An employee is seen inside the Go First head office in Mumbai,

(Reuters) - Go Airlines (India) Ltd was granted bankruptcy protection on Wednesday, paving the way for the budget carrier to renegotiate debts and contracts after it had to ground half its fleet, blaming Pratt & Whitney engines for being "faulty".

Following are some details on the carrier:

Go First was incorporated in April 2004 as GoAir and commenced flight operations in November the following year. Its inaugural flight was from Mumbai to Ahmedabad.

The airline is owned by the Wadia Group, which also runs bread and biscuits maker Britannia Industries and textile firm Bombay Dyeing and Manufacturing Co.

It connects 27 domestic destinations and seven international cities that include Dubai and Phuket.
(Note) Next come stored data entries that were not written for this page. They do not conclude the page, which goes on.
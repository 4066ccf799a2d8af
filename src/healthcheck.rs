//! `deploy-info --healthcheck`: probe our own `/health` and exit.
//!
//! Lets a Docker `HEALTHCHECK` run the service binary itself instead of
//! shipping curl or wget in the image.

use std::time::Duration;

use anyhow::Context;

use crate::config::Config;

/// Probe timeout. Docker's default healthcheck timeout is 30 s; stay well below.
const PROBE_TIMEOUT: Duration = Duration::from_secs(5);

/// Port to probe. A config error is reported on stderr and the default port
/// is used instead, so a bad `PORT` is visible in the healthcheck output.
pub fn port_or_default(config: anyhow::Result<Config>) -> u16 {
    match config {
        Ok(config) => config.port,
        Err(e) => {
            let port = Config::default().port;
            eprintln!("healthcheck: {e:#}; probing default port {port}");
            port
        }
    }
}

/// URL of the local liveness endpoint for `port`.
pub fn health_url(port: u16) -> String {
    format!("http://127.0.0.1:{port}/health")
}

/// `GET url` and report whether it answered 2xx.
///
/// Transport errors (refused, timeout) are returned as `Err`; callers
/// treat both `Err` and `Ok(false)` as unhealthy.
pub async fn probe(url: &str) -> anyhow::Result<bool> {
    let client = reqwest::Client::builder()
        .timeout(PROBE_TIMEOUT)
        .build()
        .context("building healthcheck client")?;
    let resp = client
        .get(url)
        .send()
        .await
        .with_context(|| format!("GET {url}"))?;
    Ok(resp.status().is_success())
}

/// Run the probe against `port` and return the process exit code:
/// 0 healthy, 1 otherwise.
pub async fn run(port: u16) -> i32 {
    let url = health_url(port);
    match probe(&url).await {
        Ok(true) => 0,
        Ok(false) => {
            eprintln!("healthcheck: {url} returned a non-success status");
            1
        }
        Err(e) => {
            eprintln!("healthcheck: {e:#}");
            1
        }
    }
}
//! High score leaderboard
//!
//! Fed from `GameEvent::GameOver`. Tracks the top 10 scores; hosts that want
//! to keep them around serialize with [`HighScores::to_json`].

use serde::{Deserialize, Serialize};

/// Maximum number of high scores to keep
pub const MAX_HIGH_SCORES: usize = 10;

/// A single high score entry
#[derive(Debug, Clone, PartialEq, Serialize, Deserialize)]
pub struct HighScoreEntry {
    /// Final session score
    pub score: u64,
    /// Unix timestamp (ms) when achieved
    pub timestamp_ms: f64,
}

/// High score leaderboard, sorted descending by score
#[derive(Debug, Clone, PartialEq, Serialize, Deserialize, Default)]
pub struct HighScores {
    pub entries: Vec<HighScoreEntry>,
}

impl HighScores {
    /// Create empty leaderboard
    pub fn new() -> Self {
        Self {
            entries: Vec::new(),
        }
    }

    /// Check if a score qualifies for the leaderboard
    pub fn qualifies(&self, score: u64) -> bool {
        if score == 0 {
            return false;
        }
        if self.entries.len() < MAX_HIGH_SCORES {
            return true;
        }
        // Check if score beats the lowest entry
        self.entries.last().map(|e| score > e.score).unwrap_or(true)
    }

    /// Get the rank a score would achieve (1-indexed, None if doesn't qualify)
    pub fn potential_rank(&self, score: u64) -> Option<usize> {
        if !self.qualifies(score) {
            return None;
        }
        let rank = self.entries.iter().position(|e| score > e.score);
        Some(rank.unwrap_or(self.entries.len()) + 1)
    }

    /// Add a new score to the leaderboard (if it qualifies)
    /// Returns the rank achieved (1-indexed) or None if didn't qualify
    pub fn add_score(&mut self, score: u64, timestamp_ms: f64) -> Option<usize> {
        if !self.qualifies(score) {
            return None;
        }

        let entry = HighScoreEntry {
            score,
            timestamp_ms,
        };

        // Ties keep the older entry ahead
        let pos = self.entries.iter().position(|e| score > e.score);
        let rank = match pos {
            Some(i) => {
                self.entries.insert(i, entry);
                i + 1
            }
            None => {
                self.entries.push(entry);
                self.entries.len()
            }
        };

        self.entries.truncate(MAX_HIGH_SCORES);
        log::info!("High score #{}: {}", rank, score);

        Some(rank)
    }

    pub fn is_empty(&self) -> bool {
        self.entries.is_empty()
    }

    /// Get the top score (if any)
    pub fn top_score(&self) -> Option<u64> {
        self.entries.first().map(|e| e.score)
    }

    pub fn to_json(&self) -> Result<String, serde_json::Error> {
        serde_json::to_string(self)
    }

    /// Parse a saved leaderboard, re-sorting and trimming whatever was stored
    pub fn from_json(json: &str) -> Result<Self, serde_json::Error> {
        let mut scores: HighScores = serde_json::from_str(json)?;
        scores.entries.sort_by(|a, b| b.score.cmp(&a.score));
        scores.entries.truncate(MAX_HIGH_SCORES);
        Ok(scores)
    }
}

#[cfg(test)]
mod tests {
    use super::*;

    #[test]
    fn test_zero_never_qualifies() {
        let scores = HighScores::new();
        assert!(!scores.qualifies(0));
        assert_eq!(scores.potential_rank(0), None);
    }

    #[test]
    fn test_sorted_insert() {
        let mut scores = HighScores::new();
        assert_eq!(scores.add_score(100, 1.0), Some(1));
        assert_eq!(scores.add_score(300, 2.0), Some(1));
        assert_eq!(scores.add_score(200, 3.0), Some(2));

        let order: Vec<u64> = scores.entries.iter().map(|e| e.score).collect();
        assert_eq!(order, vec![300, 200, 100]);
        assert_eq!(scores.top_score(), Some(300));
    }

    #[test]
    fn test_full_board_trims() {
        let mut scores = HighScores::new();
        for i in 1..=MAX_HIGH_SCORES as u64 {
            scores.add_score(i * 10, i as f64);
        }
        assert!(!scores.qualifies(10));
        assert_eq!(scores.potential_rank(55), Some(6));

        assert_eq!(scores.add_score(1000, 99.0), Some(1));
        assert_eq!(scores.entries.len(), MAX_HIGH_SCORES);
        assert_eq!(scores.entries.last().map(|e| e.score), Some(20));
    }

    #[test]
    fn test_json_round_trip_resorts() {
        let json = r#"{"entries":[{"score":5,"timestamp_ms":1.0},{"score":50,"timestamp_ms":2.0}]}"#;
        let scores = HighScores::from_json(json).expect("valid json");
        assert_eq!(scores.top_score(), Some(50));

        let back = HighScores::from_json(&scores.to_json().expect("serializable"))
            .expect("valid json");
        assert_eq!(back, scores);
    }
}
Go First has 59 aircraft, comprised of 54 A320neo and five A320.

Nearly half of the fleet was grounded due to problems with their Pratt & Whitney (P&W) jet engines that are yet to be replaced.

The grounding cost 108 billion rupees ($1.32 billion) in lost revenues and additional expenses, Go First said in a statement last week.

The low-cost carrier posted its biggest annual loss in fiscal 2022, local media have reported.

The Wadia Group was in talks to sell a part of its stake or completely exit the airline, the Economic Times newspaper reported in April.

Go First's market share in India's domestic aviation industry fell to 6.9% in March, from 8.4% in January.

The grounding and related issues also saw the airline delay plans to go public, local media reported.

The airline had an on-time performance, a gauge of punctuality, of 49.2% in March - the lowest of all major Indian airlines for that month.